Die ebenfalls damals gegründete, ehemalige königliche Benediktinerabtei Notre-Dame de Protection birgt hinter ihrer noblen Barockfassade seit 1803 ein Krankenhaus.
Schmucke Stadthäuser
In der Rue de la Poterie ist fast ein gesamter Straßenzug aus dem 18. Jahrhundert mit schmucken Stadthäusern und prächtigen Palais aus hellem Kalkstein erhalten geblieben. Auch die Rue des Religiieuses konnte ihr geschlossenes Straßenbild nahezu bewahren.
Im klassisch strengen Hôtel du Mesnildot de la Grille gingen einst gekrönte Häupter ein und aus. 1813 frühstückte Kaiserin Marie-Louise hinter der Granit-Fassade. 1830 nächtigte König Karl X. vor seiner Flucht nach England in Hausnummer 18.
Als die Nazis Valognes besetzten, wurde das Haus zur Adresse des Schreckens: Hier befand sich das einzige Lager Frankreichs, in dem die deutsche Besatzungsmacht Zwangssterilisationen an Sinti- und Roma-Frauen durchgeführt haben soll.
Cidre & Calvados
In der Rue de Thieuville birgt das Barockpalais Hôtel Pélouze das Musée de l’Eau de Vie et des Vieux Métiers. Mit Maschinen und Werkzeugen, Pressen und Fässern, Kolben und Kesseln erklärt es die Herstellung des berühmten normannischen Apfelschnapses. Ebenfalls dort vorgestellt werden Berufe von einst – Steinmetze, Schreiner und Gerber.

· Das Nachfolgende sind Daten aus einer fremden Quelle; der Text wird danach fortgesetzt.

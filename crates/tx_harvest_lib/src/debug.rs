use crate::err_from;
use crate::error::HarvestError;
use crate::model::DebugSample;
use serde::Serialize;
use std::fs;
use std::path::Path;

#[derive(Serialize)]
struct DebugReport<'a> {
    samples: &'a [DebugSample],
    timestamp: f64,
}

/// Collects samples of blocks whose transactions could not be harvested.
/// Lives for a single harvesting run.
#[derive(Debug, Default)]
pub struct DebugRecorder {
    samples: Vec<DebugSample>,
}

impl DebugRecorder {
    pub fn new() -> Self {
        Self::default()
    }

    pub fn record(&mut self, sample: DebugSample) {
        self.samples.push(sample);
    }

    pub fn samples(&self) -> &[DebugSample] {
        &self.samples
    }

    pub fn is_empty(&self) -> bool {
        self.samples.is_empty()
    }

    /// Writes all samples as one JSON document. Nothing is written when no
    /// sample was recorded; returns whether the file was written.
    pub fn flush(&self, path: &Path) -> Result<bool, HarvestError> {
        if self.samples.is_empty() {
            return Ok(false);
        }
        if let Some(parent) = path.parent().filter(|p| !p.as_os_str().is_empty()) {
            fs::create_dir_all(parent).map_err(err_from!())?;
        }
        let report = DebugReport {
            samples: &self.samples,
            timestamp: chrono::Utc::now().timestamp_millis() as f64 / 1000.0,
        };
        let json = serde_json::to_string_pretty(&report).map_err(err_from!())?;
        fs::write(path, json).map_err(err_from!())?;
        Ok(true)
    }
}

#[cfg(test)]
mod tests {
    use super::*;
    use serde_json::Value;

    #[test]
    fn test_flush_writes_samples() {
        let dir = tempfile::tempdir().unwrap();
        let path = dir.path().join("nested").join("fetch_debug.json");

        let mut recorder = DebugRecorder::new();
        recorder.record(DebugSample {
            block_number: 12,
            transactions_field_type: "array".to_string(),
            transactions_repr: "[]".to_string(),
        });
        assert!(recorder.flush(&path).unwrap());

        let doc: Value = serde_json::from_str(&fs::read_to_string(&path).unwrap()).unwrap();
        assert_eq!(doc["samples"][0]["block_number"], 12);
        assert_eq!(doc["samples"][0]["transactions_field_type"], "array");
        assert_eq!(doc["samples"][0]["transactions_repr"], "[]");
        assert!(doc["timestamp"].as_f64().unwrap() > 0.0);
    }

    #[test]
    fn test_flush_skips_when_empty() {
        let dir = tempfile::tempdir().unwrap();
        let path = dir.path().join("fetch_debug.json");
        assert!(!DebugRecorder::new().flush(&path).unwrap());
        assert!(!path.exists());
    }
}
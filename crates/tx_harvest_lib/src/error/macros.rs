#[macro_export]
macro_rules! err_custom_create {
    ($($arg:tt)*) => {
        $crate::error::HarvestError::OtherError(format!($($arg)*))
    };
}

#[macro_export]
macro_rules! err_parse_create {
    ($($arg:tt)*) => {
        $crate::error::HarvestError::ParsingError(format!($($arg)*))
    };
}

#[macro_export]
macro_rules! err_from {
    () => {
        |err| -> $crate::error::HarvestError { err.into() }
    };
}
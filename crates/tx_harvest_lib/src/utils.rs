use serde_json::Value;

/// Reads an unsigned integer the way nodes encode them: plain JSON numbers,
/// decimal strings or `0x` prefixed hex quantities.
pub fn value_to_u64(value: &Value) -> Option<u64> {
    match value {
        Value::Number(n) => n.as_u64(),
        Value::String(s) => parse_quantity(s),
        _ => None,
    }
}

pub fn parse_quantity(s: &str) -> Option<u64> {
    let s = s.trim();
    if let Some(hex_part) = s.strip_prefix("0x").or_else(|| s.strip_prefix("0X")) {
        u64::from_str_radix(hex_part, 16).ok()
    } else {
        s.parse::<u64>().ok()
    }
}

/// Renders a value as plain text: strings lose their JSON quotes, everything
/// else uses its JSON form.
pub fn value_to_text(value: &Value) -> String {
    match value {
        Value::String(s) => s.clone(),
        other => other.to_string(),
    }
}

/// Name of the JSON type of a value, used as the payload type tag in debug
/// samples.
pub fn json_type_name(value: &Value) -> &'static str {
    match value {
        Value::Null => "null",
        Value::Bool(_) => "bool",
        Value::Number(_) => "number",
        Value::String(_) => "string",
        Value::Array(_) => "array",
        Value::Object(_) => "object",
    }
}

/// Cuts the text after `max_chars` characters, never inside a code point.
pub fn truncate_chars(text: &str, max_chars: usize) -> String {
    match text.char_indices().nth(max_chars) {
        Some((idx, _)) => text[..idx].to_string(),
        None => text.to_string(),
    }
}

pub fn to_pascal_case(tag: &str) -> String {
    tag.split(|c: char| c == '_' || c == '-' || c == ' ')
        .filter(|part| !part.is_empty())
        .map(|part| {
            let lower = part.to_lowercase();
            let mut chars = lower.chars();
            match chars.next() {
                Some(first) => first.to_uppercase().chain(chars).collect::<String>(),
                None => String::new(),
            }
        })
        .collect()
}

Um Calvados zu brennen, muss aus den Äpfeln alter Sorten zunächst einmal Cidre herstellt werden. Wie dies geschieht, verrät das Musée Régional du Cidre in der spätmittelalterlichen Maison du Grand Quartier, einer ehemaligen Färberei aus dem 15. Jahrhundert am Merderet-Fluss.
Das römische Alauna
Als die Römer Gallien eroberten, zerstörten sie die alte Stammessiedlung der gallischen Veneller, die mitunter auch Unelli genannt werden, und errichteten an der Straße, die von Cosedia (Coutances) via Coriallo (Cherbourg) nach Britannien führte, ihre römische Siedlung Alauna.
Ihre Spuren werden bis heute im heutigen Stadtteil Alleaume freigelegt. Bereits ausgebuddelt wurden die imposanten Ruinen der 20 Meter langen Thermen mit ihren sechs Kalt- und vier Warmräumen. Die Wasserversorgung sicherte ein unterirdischer Aquädukt, der eine 500 Meter entfernte Quelle anzapfte. Sie wird bis heute für die Trinkwasserversorgung von Valognes genutzt.
Zwölf Ziegelöfen beheizten einst die Therme. Ebenfalls freigelegt wurden die letzten Zeugnisse eines Theaters mit einst mehr als 3.000 Sitzplätzen. Ganz in der Nähe entdeckten Archäologen auch die Fundamente des Forums und eines Tempels.
Valognes: meine Reiseinfos
Schlemmen und genießen
La Cour Sarrasine
Überraschend, ausgefallen und kreativ wie die Inneneinrichtung der Crêperie sind ihre Crêpes und Galettes, die Küchenchef Pascal nur aus den besten lokalen Zutaten herstellt: steingemahlenem Bio-Mehl und gesalzener Hofbutter. Wer nicht die täglich wechselnden Kreationen der Schiefertafel kosten möchte, kann die Füllung seines Pfannkuchens nach Herzenslust selbst zusammenstellen. Immer dazu gehört ein frischer grüner Salat.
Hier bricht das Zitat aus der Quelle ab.